Os cientistas finalmente encontraram o misterioso “oxigênio escuro”, que está se formando a 4.000 metros de profundidade no oceano
A milhares de metros abaixo da superfície do oceano, em um ambiente sem luz, frio e aparentemente inóspito, pesquisadores encontraram algo que pode mudar completamente o entendimento sobre a vida na Terra. Trata-se do chamado “oxigênio escuro”, uma forma de oxigênio gerada no fundo do mar por formações minerais conhecidas como nódulos polimetálicos. O fenômeno foi identificado a cerca de 4.000 metros de profundidade, em uma das regiões mais misteriosas do planeta: a Zona Clarion-Clipperton, entre o Havaí e a costa mexicana.
O enigma dos nódulos polimetálicos
A Zona Clarion-Clipperton é uma imensa planície abissal com mais de 4,5 milhões de quilômetros quadrados. Nela, o solo oceânico está coberto por nódulos do tamanho de batatas, formados lentamente ao longo de milhões de anos. Esses nódulos concentram metais preciosos e estratégicos como manganês, níquel, cobalto e cobre — elementos essenciais para a produção de baterias e tecnologias limpas que sustentam a transição energética mundial.

Durante anos, o interesse por essas rochas foi puramente econômico. Empresas de mineração enxergaram nelas uma nova fronteira de exploração, capaz de suprir a crescente demanda global por matérias-primas para veículos elétricos e energias renováveis. No entanto, o que parecia apenas uma oportunidade de mercado acabou revelando um fenômeno inédito: a produção de oxigênio em completa ausência de luz solar.
O ecólogo Andrew Sweetman, que lidera a equipe de pesquisa responsável pela descoberta, explicou que os nódulos atuam como pequenas “baterias geológicas”. “Precisamos repensar conceitos fundamentais, como de onde poderia ter surgido a vida aeróbica”, afirmou.
Energia e vida na escuridão
O oxigênio escuro foi identificado pela primeira vez em 2013, quando sensores instalados na região registraram níveis elevados de oxigênio em áreas onde, teoricamente, isso seria impossível. A hipótese inicial era de erro nos equipamentos. No entanto, após uma década de testes, ficou claro que os dados eram legítimos: o oxigênio estava sendo produzido pelos próprios nódulos.
Os pesquisadores observaram que esses nódulos acumulam pequenas cargas elétricas — cerca de 0,95 volt — suficientes para provocar um processo semelhante à eletrólise natural, separando as moléculas de água em hidrogênio e oxigênio. O fenômeno continuou ocorrendo mesmo em condições laboratoriais controladas, sem qualquer presença de microrganismos fotossintéticos. Isso indica que o processo é puramente químico e geológico, não biológico.

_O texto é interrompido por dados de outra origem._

//! Diagnostics and batch operations against the peer service.

use std::sync::Arc;

use async_trait::async_trait;
use serde::{Deserialize, Serialize};
use serde_json::Value;
use tracing::{debug, error, info};
use utoipa::ToSchema;

use crate::domain::Error;
use crate::domain::ports::{PeerOperations, PeerService, PeerServiceError, ProcessedUsersQuery};

/// Status this service reports for itself in diagnostics.
pub const SELF_STATUS: &str = "healthy";

/// Result of one independent peer probe.
///
/// Serialised as `{"status":"success", ...}` or
/// `{"status":"error","error":"..."}`.
#[derive(Debug, Clone, PartialEq, Serialize, Deserialize)]
#[serde(tag = "status", rename_all = "lowercase")]
pub enum ProbeOutcome<T> {
    Success(T),
    Error { error: String },
}

/// Successful health probe payload.
#[derive(Debug, Clone, PartialEq, Serialize, Deserialize, ToSchema)]
pub struct HealthProbe {
    /// Body returned by the peer health endpoint.
    #[schema(value_type = Object)]
    pub response: Value,
}

/// Successful user listing probe payload.
#[derive(Debug, Clone, Copy, PartialEq, Eq, Serialize, Deserialize, ToSchema)]
pub struct UsersProbe {
    /// Number of entries in the peer listing.
    pub count: usize,
}

/// Individual probe results.
#[derive(Debug, Clone, PartialEq, Serialize, Deserialize, ToSchema)]
pub struct PeerProbes {
    /// Outcome of `GET /health` on the peer.
    #[schema(value_type = Object)]
    pub service1_health: ProbeOutcome<HealthProbe>,
    /// Outcome of `GET /users` on the peer.
    #[schema(value_type = Object)]
    pub service1_users: ProbeOutcome<UsersProbe>,
}

/// Cross-service diagnostic report.
#[derive(Debug, Clone, PartialEq, Serialize, Deserialize, ToSchema)]
pub struct CrossServiceReport {
    /// Independent peer probe results.
    pub cross_service_test: PeerProbes,
    /// Status of this service; always healthy while it can answer.
    pub service2_status: String,
    /// Records held locally.
    pub processed_users_count: usize,
}

/// Result of a batch re-processing run.
#[derive(Debug, Clone, PartialEq, Eq, Serialize, Deserialize, ToSchema)]
pub struct BatchOutcome {
    #[schema(example = "Batch processing completed")]
    pub message: String,
    /// Users returned by the peer listing.
    pub total_users: usize,
    /// Submissions the peer accepted.
    pub processed_count: usize,
}

/// Number of entries in a user listing body: array items or object keys.
fn listing_len(body: Value) -> Result<usize, PeerServiceError> {
    match body {
        Value::Array(items) => Ok(items.len()),
        Value::Object(fields) => Ok(fields.len()),
        other => Err(PeerServiceError::decode(format!(
            "user listing has no length: {other}"
        ))),
    }
}

/// Peer operations use-case.
#[derive(Clone)]
pub struct PeerOperationsService {
    peer: Arc<dyn PeerService>,
    records: Arc<dyn ProcessedUsersQuery>,
}

impl PeerOperationsService {
    /// Create the service over the peer client and the local record query.
    pub fn new(peer: Arc<dyn PeerService>, records: Arc<dyn ProcessedUsersQuery>) -> Self {
        Self { peer, records }
    }
}

#[async_trait]
impl PeerOperations for PeerOperationsService {
    async fn cross_service_test(&self) -> CrossServiceReport {
        let service1_health = match self.peer.health().await {
            Ok(response) => ProbeOutcome::Success(HealthProbe { response }),
            Err(err) => ProbeOutcome::Error {
                error: err.to_string(),
            },
        };
        let service1_users = match self.peer.users_snapshot().await.and_then(listing_len) {
            Ok(count) => ProbeOutcome::Success(UsersProbe { count }),
            Err(err) => ProbeOutcome::Error {
                error: err.to_string(),
            },
        };
        let processed_users_count = self.records.count().await.unwrap_or_else(|err| {
            error!(error = %err, "record count unavailable for diagnostics");
            0
        });

        CrossServiceReport {
            cross_service_test: PeerProbes {
                service1_health,
                service1_users,
            },
            service2_status: SELF_STATUS.to_owned(),
            processed_users_count,
        }
    }

    async fn batch_process(&self) -> Result<BatchOutcome, Error> {
        let users = self.peer.list_users().await.map_err(|err| {
            error!(error_kind = err.kind(), error = %err, "batch fetch from peer failed");
            Error::upstream(format!("Batch processing failed: {err}"))
        })?;

        let mut processed_count = 0;
        for user in &users {
            match self.peer.submit_user(user).await {
                Ok(()) => processed_count += 1,
                Err(err) => debug!(error = %err, "peer rejected batch submission; skipping"),
            }
        }

        info!(total_users = users.len(), processed_count, "batch processing completed");
        Ok(BatchOutcome {
            message: "Batch processing completed".to_owned(),
            total_users: users.len(),
            processed_count,
        })
    }
}
//! Live age lookup with a deterministic category fallback.
//!
//! Analytics must always produce a number. Every peer failure is therefore
//! absorbed here and replaced by the estimate for the stored category.

use std::sync::Arc;

use tracing::warn;

use crate::domain::ports::{PeerService, PeerServiceError};
use crate::domain::{AgeCategory, UserId};

/// Outcome of one age resolution.
#[derive(Debug, Clone, PartialEq)]
pub enum ResolvedAge {
    /// Age reported by the peer service.
    Live(f64),
    /// Category estimate used because the peer call failed.
    Estimated {
        age: f64,
        cause: PeerServiceError,
    },
}

impl ResolvedAge {
    /// Numeric age regardless of provenance.
    #[must_use]
    pub fn value(&self) -> f64 {
        match self {
            Self::Live(age) | Self::Estimated { age, .. } => *age,
        }
    }

    /// Whether the value came from the fallback policy.
    #[must_use]
    pub fn is_estimate(&self) -> bool {
        matches!(self, Self::Estimated { .. })
    }
}

/// Resolves ages through the peer service, falling back on failure.
#[derive(Clone)]
pub struct AgeResolver {
    peer: Arc<dyn PeerService>,
}

impl AgeResolver {
    /// Create a resolver backed by `peer`.
    pub fn new(peer: Arc<dyn PeerService>) -> Self {
        Self { peer }
    }

    /// Resolve the age for `user_id`; never fails.
    pub async fn resolve(&self, user_id: UserId, category: AgeCategory) -> ResolvedAge {
        match self.peer.fetch_user_age(user_id).await {
            Ok(age) => ResolvedAge::Live(age),
            Err(cause) => {
                let age = category.fallback_age();
                warn!(
                    user_id = user_id.get(),
                    error_kind = cause.kind(),
                    error = %cause,
                    %category,
                    estimate = age,
                    "peer age lookup failed; using category estimate"
                );
                ResolvedAge::Estimated { age, cause }
            }
        }
    }
}
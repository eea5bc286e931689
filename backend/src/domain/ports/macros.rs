//! Helper macro for declaring port error enums with snake_case constructors.
//!
//! `define_port_error!` expands each variant into a `thiserror` variant plus a
//! constructor such as `PeerServiceError::timeout("...")` whose fields accept
//! anything convertible into the declared type.

macro_rules! define_port_error {
    (@ctor $variant:ident) => {
        ::paste::paste! {
            pub fn [<$variant:snake>]() -> Self {
                Self::$variant
            }
        }
    };

    (@ctor $variant:ident { $($field:ident : $ty:ty),* $(,)? }) => {
        define_port_error!(@ctor_impl $variant () () $( $field : $ty, )*);
    };

    (@ctor_impl $variant:ident ($($params:tt)*) ($($inits:tt)*) ) => {
        ::paste::paste! {
            pub fn [<$variant:snake>]($($params)*) -> Self {
                Self::$variant { $($inits)* }
            }
        }
    };

    (@ctor_impl $variant:ident ($($params:tt)*) ($($inits:tt)*) $field:ident : $ty:ty, $($rest:tt)*) => {
        define_port_error!(
            @ctor_impl
            $variant
            ($($params)* $field: impl Into<$ty>,)
            ($($inits)* $field: $field.into(),)
            $($rest)*
        );
    };
    (
        $(#[$outer:meta])*
        pub enum $name:ident {
            $(
                $(#[$variant_meta:meta])*
                $variant:ident $( { $($field:ident : $ty:ty),* $(,)? } )? => $message:expr
            ),* $(,)?
        }
    ) => {
        $(#[$outer])*
        #[derive(Debug, Clone, PartialEq, Eq, thiserror::Error)]
        pub enum $name {
            $(
                $(#[$variant_meta])*
                #[error($message)]
                $variant $( { $($field : $ty),* } )?,
            )*
        }

        impl $name {
            $(
                define_port_error!(@ctor $variant $( { $($field : $ty),* } )?);
            )*
        }
    };
}

pub(crate) use define_port_error;
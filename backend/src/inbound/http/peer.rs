//! Handlers that talk to the peer service on behalf of the caller.
//!
//! ```text
//! GET /cross-service-test
//! POST /batch-process
//! ```

use actix_web::{get, post, web};

use crate::domain::{BatchOutcome, CrossServiceReport, Error};
use crate::inbound::http::ApiResult;
use crate::inbound::http::state::HttpState;

/// Probe the peer service and report the outcome of each probe.
#[utoipa::path(
    get,
    path = "/cross-service-test",
    responses((status = 200, description = "Diagnostic report", body = CrossServiceReport)),
    tags = ["peer"],
    operation_id = "crossServiceTest"
)]
#[get("/cross-service-test")]
pub async fn cross_service_test(state: web::Data<HttpState>) -> web::Json<CrossServiceReport> {
    web::Json(state.peer.cross_service_test().await)
}

/// Ask the peer to re-process every user it holds.
#[utoipa::path(
    post,
    path = "/batch-process",
    responses(
        (status = 200, description = "Batch completed", body = BatchOutcome),
        (status = 500, description = "Peer listing failed", body = Error)
    ),
    tags = ["peer"],
    operation_id = "batchProcess"
)]
#[post("/batch-process")]
pub async fn batch_process(state: web::Data<HttpState>) -> ApiResult<web::Json<BatchOutcome>> {
    let outcome = state.peer.batch_process().await?;
    Ok(web::Json(outcome))
}
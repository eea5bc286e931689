//! Driving port for reading processed user records.

use async_trait::async_trait;

use crate::domain::{DerivedRecord, Error, UserId};

/// Use-case port for reads against processed user data.
#[async_trait]
pub trait ProcessedUsersQuery: Send + Sync {
    /// Fetch one record, or [`crate::domain::ErrorCode::NotFound`].
    async fn get(&self, user_id: UserId) -> Result<DerivedRecord, Error>;

    /// Every stored record in first-insertion order.
    async fn list(&self) -> Result<Vec<DerivedRecord>, Error>;

    /// Number of stored records.
    async fn count(&self) -> Result<usize, Error>;
}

Essa descoberta levanta hipóteses fascinantes. Se minerais submersos conseguem gerar oxigênio sem luz, talvez processos semelhantes possam ocorrer em outros ambientes extremos, como nos oceanos subterrâneos das luas Europa (de Júpiter) e Encélado (de Saturno). Em ambos os casos, acredita-se que a existência de nódulos e atividade geotérmica possa sustentar ecossistemas desconhecidos.
O dilema entre exploração e preservação

Enquanto a ciência tenta entender a dimensão do fenômeno, cresce o interesse industrial pela mineração submarina. Empresas como a Metals Company pressionam por autorizações para explorar comercialmente a Zona Clarion-Clipperton, argumentando que o fornecimento desses metais é essencial para acelerar a descarbonização global.
Por outro lado, cientistas e ambientalistas alertam para o risco de danificar um ecossistema que mal começamos a compreender. Vinte e cinco países já pediram à Autoridade Internacional dos Fundos Marinhos (ISA) que imponha uma moratória temporária até que estudos mais aprofundados sejam realizados.
Lisa Levin, pesquisadora do Instituto Scripps de Oceanografia, ressaltou a importância de cautela. “A geração de oxigênio no fundo do mar é uma nova função do ecossistema que precisa ser considerada antes de qualquer atividade de mineração”, disse. Para ela, o fundo oceânico representa uma fronteira científica comparável ao espaço, repleto de fenômenos que ainda desafiam o conhecimento humano.
Enquanto isso, discussões entre governos, cientistas e empresas continuam. O desafio está em equilibrar dois objetivos opostos: atender à demanda por recursos estratégicos para um futuro sustentável e, ao mesmo tempo, proteger um ambiente que pode guardar respostas sobre as origens da própria vida.
O oxigênio escuro, nascido no silêncio e na pressão das profundezas, revela que até os lugares mais remotos do planeta podem esconder processos capazes de redefinir a biologia, a geologia e até o conceito de energia limpa.